Required action
Begin at the top of the listing below. Write each line out exactly, ending with the line that holds "if hex.len() != algorithm.hex_len()".

Source data
Segment Open
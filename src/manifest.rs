//! The `sources` manifest
//!
//! One line per source file, mapping a filename to the digest the lookaside
//! cache stores it under. Three on-disk spellings are understood:
//!
//! | Form | Example |
//! |------|---------|
//! | legacy | `d41d8cd98f00b204e9800998ecf8427e  empty.txt` |
//! | tagged | `sha512 cf83e1...  empty.txt` |
//! | BSD | `SHA512 (empty.txt) = cf83e1...` |
//!
//! Every save writes the tagged form, so legacy manifests are normalized the
//! first time they are rewritten.

use crate::atomic::write_atomic;
use crate::error::{LookasideError, LookasideResult};
use crate::hash::HashAlgorithm;
use std::fs;
use std::path::Path;
use tracing::debug;

/// Digest recorded for one source file
#[derive(Debug, Clone, Eq)]
pub enum EntryDigest {
    /// Untagged line, algorithm implied
    Legacy(String),
    /// Line carrying its algorithm
    Tagged(HashAlgorithm, String),
}

impl EntryDigest {
    pub fn algorithm(&self) -> HashAlgorithm {
        match self {
            Self::Legacy(_) => HashAlgorithm::LEGACY,
            Self::Tagged(alg, _) => *alg,
        }
    }

    pub fn hex(&self) -> &str {
        match self {
            Self::Legacy(hex) | Self::Tagged(_, hex) => hex,
        }
    }
}

// Legacy is only a spelling: `d41d...` and `md5 d41d...` name the same bytes.
impl PartialEq for EntryDigest {
    fn eq(&self, other: &Self) -> bool {
        self.algorithm() == other.algorithm() && self.hex().eq_ignore_ascii_case(other.hex())
    }
}

/// A single declared source file
#[derive(Debug, Clone, PartialEq, Eq)]
pub struct SourceEntry {
    pub filename: String,
    pub digest: EntryDigest,
}

impl SourceEntry {
    /// Build a tagged entry, validating filename and digest
    pub fn new(
        filename: impl Into<String>,
        algorithm: HashAlgorithm,
        hex: impl Into<String>,
    ) -> LookasideResult<Self> {
        Self::validated(filename.into(), EntryDigest::Tagged(algorithm, hex.into()))
    }

    fn validated(filename: String, digest: EntryDigest) -> LookasideResult<Self> {
        validate_filename(&filename)?;
        let hex = digest.hex();
        let algorithm = digest.algorithm();
        if hex.len() != algorithm.hex_len() {
            return Err(LookasideError::InvalidDigest {
                filename,
                reason: format!(
                    "{} digest must be {} hex characters, got {}",
                    algorithm,
                    algorithm.hex_len(),
                    hex.len()
                ),
            });
        }
        if !hex.bytes().all(|b| b.is_ascii_hexdigit()) {
            return Err(LookasideError::InvalidDigest {
                filename,
                reason: "digest is not hexadecimal".to_string(),
            });
        }
        let digest = match digest {
            EntryDigest::Legacy(h) => EntryDigest::Legacy(h.to_ascii_lowercase()),
            EntryDigest::Tagged(alg, h) => EntryDigest::Tagged(alg, h.to_ascii_lowercase()),
        };
        Ok(Self { filename, digest })
    }

    pub fn algorithm(&self) -> HashAlgorithm {
        self.digest.algorithm()
    }

    pub fn hex(&self) -> &str {
        self.digest.hex()
    }

    /// Render in the tagged on-disk form (without newline)
    pub fn to_line(&self) -> String {
        format!("{} {}  {}", self.algorithm(), self.hex(), self.filename)
    }
}

/// Source filenames are single path components inside the workspace
pub fn validate_filename(filename: &str) -> LookasideResult<()> {
    let reason = if filename.is_empty() {
        Some("empty filename")
    } else if filename == "." || filename == ".." {
        Some("refers to a directory")
    } else if filename.contains('/') || filename.contains('\\') {
        Some("contains a path separator")
    } else if filename.contains('\0') {
        Some("contains a NUL byte")
    } else if filename != filename.trim() {
        Some("has leading or trailing whitespace")
    } else {
        None
    };

    match reason {
        Some(reason) => Err(LookasideError::InvalidFilename {
            filename: filename.to_string(),
            reason: reason.to_string(),
        }),
        None => Ok(()),
    }
}

/// Ordered list of source entries with unique filenames
#[derive(Debug, Clone, Default, PartialEq, Eq)]
pub struct Manifest {
    entries: Vec<SourceEntry>,
}

impl Manifest {
    pub fn new() -> Self {
        Self::default()
    }

    /// Build from entries, rejecting duplicate filenames
    pub fn from_entries(entries: Vec<SourceEntry>) -> LookasideResult<Self> {
        let mut manifest = Self::new();
        for entry in entries {
            if manifest.contains(&entry.filename) {
                return Err(LookasideError::DuplicateEntry {
                    filename: entry.filename,
                });
            }
            manifest.entries.push(entry);
        }
        Ok(manifest)
    }

    /// Parse manifest text; `origin` is only used in error messages
    pub fn parse(content: &str, origin: &Path) -> LookasideResult<Self> {
        let mut manifest = Self::new();

        for (idx, raw) in content.lines().enumerate() {
            let line = raw.trim();
            if line.is_empty() || line.starts_with('#') {
                continue;
            }

            let format_err = |reason: String| LookasideError::ManifestFormat {
                path: origin.to_path_buf(),
                line_no: idx + 1,
                line: raw.to_string(),
                reason,
            };

            let (filename, digest) = parse_line(line).map_err(format_err)?;
            let entry = SourceEntry::validated(filename, digest).map_err(|e| format_err(e.to_string()))?;

            if manifest.contains(&entry.filename) {
                return Err(LookasideError::DuplicateEntry {
                    filename: entry.filename,
                });
            }
            manifest.entries.push(entry);
        }

        Ok(manifest)
    }

    /// Load a manifest from disk; a missing file is an empty manifest
    pub fn load(path: &Path) -> LookasideResult<Self> {
        if !path.exists() {
            debug!("No manifest at {}, starting empty", path.display());
            return Ok(Self::new());
        }

        let content = fs::read_to_string(path)
            .map_err(|e| LookasideError::io(format!("reading manifest {}", path.display()), e))?;
        let manifest = Self::parse(&content, path)?;
        debug!("Loaded {} entries from {}", manifest.len(), path.display());
        Ok(manifest)
    }

    /// Serialize in the tagged form
    pub fn render(&self) -> String {
        let mut out = String::new();
        for entry in &self.entries {
            out.push_str(&entry.to_line());
            out.push('\n');
        }
        out
    }

    /// Atomically write the manifest to disk
    pub fn save(&self, path: &Path) -> LookasideResult<()> {
        write_atomic(path, self.render().as_bytes())?;
        debug!("Wrote {} entries to {}", self.len(), path.display());
        Ok(())
    }

    /// Replace the entry with the same filename in place, or append
    pub fn upsert(&mut self, entry: SourceEntry) {
        match self.entries.iter_mut().find(|e| e.filename == entry.filename) {
            Some(existing) => *existing = entry,
            None => self.entries.push(entry),
        }
    }

    /// Remove an entry, returning it if present
    pub fn remove(&mut self, filename: &str) -> Option<SourceEntry> {
        let idx = self.entries.iter().position(|e| e.filename == filename)?;
        Some(self.entries.remove(idx))
    }

    pub fn get(&self, filename: &str) -> Option<&SourceEntry> {
        self.entries.iter().find(|e| e.filename == filename)
    }

    pub fn contains(&self, filename: &str) -> bool {
        self.get(filename).is_some()
    }

    /// Algorithm shared by the existing entries, if any
    ///
    /// Fails when the manifest already mixes algorithms.
    pub fn algorithm(&self) -> LookasideResult<Option<HashAlgorithm>> {
        let mut found: Option<HashAlgorithm> = None;
        for entry in &self.entries {
            match found {
                None => found = Some(entry.algorithm()),
                Some(alg) if alg != entry.algorithm() => {
                    return Err(LookasideError::HashtypeMixing {
                        existing: alg.to_string(),
                        requested: entry.algorithm().to_string(),
                    })
                }
                Some(_) => {}
            }
        }
        Ok(found)
    }

    pub fn iter(&self) -> impl Iterator<Item = &SourceEntry> {
        self.entries.iter()
    }

    pub fn entries(&self) -> &[SourceEntry] {
        &self.entries
    }

    pub fn len(&self) -> usize {
        self.entries.len()
    }

    pub fn is_empty(&self) -> bool {
        self.entries.is_empty()
    }
}

/// Split a non-blank line into filename and digest
fn parse_line(line: &str) -> Result<(String, EntryDigest), String> {
    // BSD: `SHA512 (file) = hash`
    if let Some((head, hash)) = line.rsplit_once(") = ") {
        if let Some((alg, file)) = head.split_once(" (") {
            if let Ok(alg) = alg.parse::<HashAlgorithm>() {
                return Ok((file.to_string(), EntryDigest::Tagged(alg, hash.trim().to_string())));
            }
        }
    }

    let (first, rest) = split_token(line).ok_or_else(|| "expected a digest and a filename".to_string())?;

    // Tagged: `alg hash  file`
    if let Ok(alg) = first.parse::<HashAlgorithm>() {
        let (hash, file) =
            split_token(rest).ok_or_else(|| "expected a digest and a filename after the algorithm".to_string())?;
        return Ok((file.to_string(), EntryDigest::Tagged(alg, hash.to_string())));
    }

    // Legacy: `hash  file`
    if first.bytes().all(|b| b.is_ascii_hexdigit()) {
        return Ok((rest.to_string(), EntryDigest::Legacy(first.to_string())));
    }

    Err("line matches neither the legacy nor the tagged format".to_string())
}

/// Split off the first whitespace-delimited token; the remainder may contain spaces
fn split_token(s: &str) -> Option<(&str, &str)> {
    let (token, rest) = s.split_once(char::is_whitespace)?;
    let rest = rest.trim_start();
    if token.is_empty() || rest.is_empty() {
        None
    } else {
        Some((token, rest))
    }
}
Segment Closed
Written answer
filename src/manifest.rs
//! The `sources` manifest
//!
//! One line per source file, mapping a filename to the digest the lookaside
//! cache stores it under. Three on-disk spellings are understood:
//!
//! | Form | Example |
//! |------|---------|
//! | legacy | `d41d8cd98f00b204e9800998ecf8427e  empty.txt` |
//! | tagged | `sha512 cf83e1...  empty.txt` |
//! | BSD | `SHA512 (empty.txt) = cf83e1...` |
//!
//! Every save writes the tagged form, so legacy manifests are normalized the
//! first time they are rewritten.

use crate::atomic::write_atomic;
use crate::error::{LookasideError, LookasideResult};
use crate::hash::HashAlgorithm;
use std::fs;
use std::path::Path;
use tracing::debug;

/// Digest recorded for one source file
#[derive(Debug, Clone, Eq)]
pub enum EntryDigest {
    /// Untagged line, algorithm implied
    Legacy(String),
    /// Line carrying its algorithm
    Tagged(HashAlgorithm, String),
}

impl EntryDigest {
    pub fn algorithm(&self) -> HashAlgorithm {
        match self {
            Self::Legacy(_) => HashAlgorithm::LEGACY,
            Self::Tagged(alg, _) => *alg,
        }
    }

    pub fn hex(&self) -> &str {
        match self {
            Self::Legacy(hex) | Self::Tagged(_, hex) => hex,
        }
    }
}

// Legacy is only a spelling: `d41d...` and `md5 d41d...` name the same bytes.
impl PartialEq for EntryDigest {
    fn eq(&self, other: &Self) -> bool {
        self.algorithm() == other.algorithm() && self.hex().eq_ignore_ascii_case(other.hex())
    }
}

/// A single declared source file
#[derive(Debug, Clone, PartialEq, Eq)]
pub struct SourceEntry {
    pub filename: String,
    pub digest: EntryDigest,
}

impl SourceEntry {
    /// Build a tagged entry, validating filename and digest
    pub fn new(
        filename: impl Into<String>,
        algorithm: HashAlgorithm,
        hex: impl Into<String>,
    ) -> LookasideResult<Self> {
        Self::validated(filename.into(), EntryDigest::Tagged(algorithm, hex.into()))
    }

    fn validated(filename: String, digest: EntryDigest) -> LookasideResult<Self> {
        validate_filename(&filename)?;
        let hex = digest.hex();
        let algorithm = digest.algorithm();
        if hex.len() != algorithm.hex_len() {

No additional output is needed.